AIM OF THE EXERCISE |
Look through the material below and return every line that contains "ConnectivityCallback".

-=-=-=-=-

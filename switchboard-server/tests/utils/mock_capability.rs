use async_trait::async_trait;
use dashmap::DashMap;
use std::sync::Arc;
use std::sync::atomic::{AtomicUsize, Ordering};
use switchboard_client::{
    Capability, CapabilityError, CapabilityFactory, CandidateCallback, ConnectivityCallback,
};
use switchboard_core::{Descriptor, IceCandidate, UserId};

/// Media engine stand-in that only counts applied descriptors.
#[derive(Default)]
pub struct CountingCapability {
    local_applied: AtomicUsize,
    remote_applied: AtomicUsize,
}

#[async_trait]
impl Capability for CountingCapability {
    async fn generate_offer(&self) -> Result<Descriptor, CapabilityError> {
        Ok(Descriptor::offer("v=0 offer"))
    }

    async fn generate_answer(&self) -> Result<Descriptor, CapabilityError> {
        Ok(Descriptor::answer("v=0 answer"))
    }

    async fn apply_local_descriptor(&self, _: &Descriptor) -> Result<(), CapabilityError> {
        self.local_applied.fetch_add(1, Ordering::SeqCst);
        Ok(())
    }

    async fn apply_remote_descriptor(&self, _: &Descriptor) -> Result<(), CapabilityError> {
        self.remote_applied.fetch_add(1, Ordering::SeqCst);
        Ok(())
    }

    async fn add_candidate(&self, _: Option<&IceCandidate>) -> Result<(), CapabilityError> {
        Ok(())
    }

    fn on_candidate_discovered(&self, _: CandidateCallback) {}

    fn on_connectivity_state_changed(&self, _: ConnectivityCallback) {}

    async fn restart_connectivity(&self) -> Result<(), CapabilityError> {
        Ok(())
    }

    async fn teardown(&self) {}
}

/// Hands out one [`CountingCapability`] per remote and keeps it for
/// inspection.
#[derive(Default)]
pub struct CountingFactory {
    created: DashMap<UserId, Arc<CountingCapability>>,
}

impl CountingFactory {
    /// `(local, remote)` descriptors applied in the session with `remote`.
    pub fn applied(&self, remote: &UserId) -> (usize, usize) {
        self.created
            .get(remote)
            .map(|c| {
                (
                    c.local_applied.load(Ordering::SeqCst),
                    c.remote_applied.load(Ordering::SeqCst),
                )
            })
            .unwrap_or_default()
    }
}

#[async_trait]
impl CapabilityFactory for CountingFactory {
    async fn create(&self, remote: &UserId) -> Result<Arc<dyn Capability>, CapabilityError> {
        let capability = Arc::new(CountingCapability::default());
        self.created.insert(remote.clone(), capability.clone());
        Ok(capability)
    }
}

-=-=-=-=-

EXERCISE ANSWER |
    Capability, CapabilityError, CapabilityFactory, CandidateCallback, ConnectivityCallback,
    fn on_connectivity_state_changed(&self, _: ConnectivityCallback) {}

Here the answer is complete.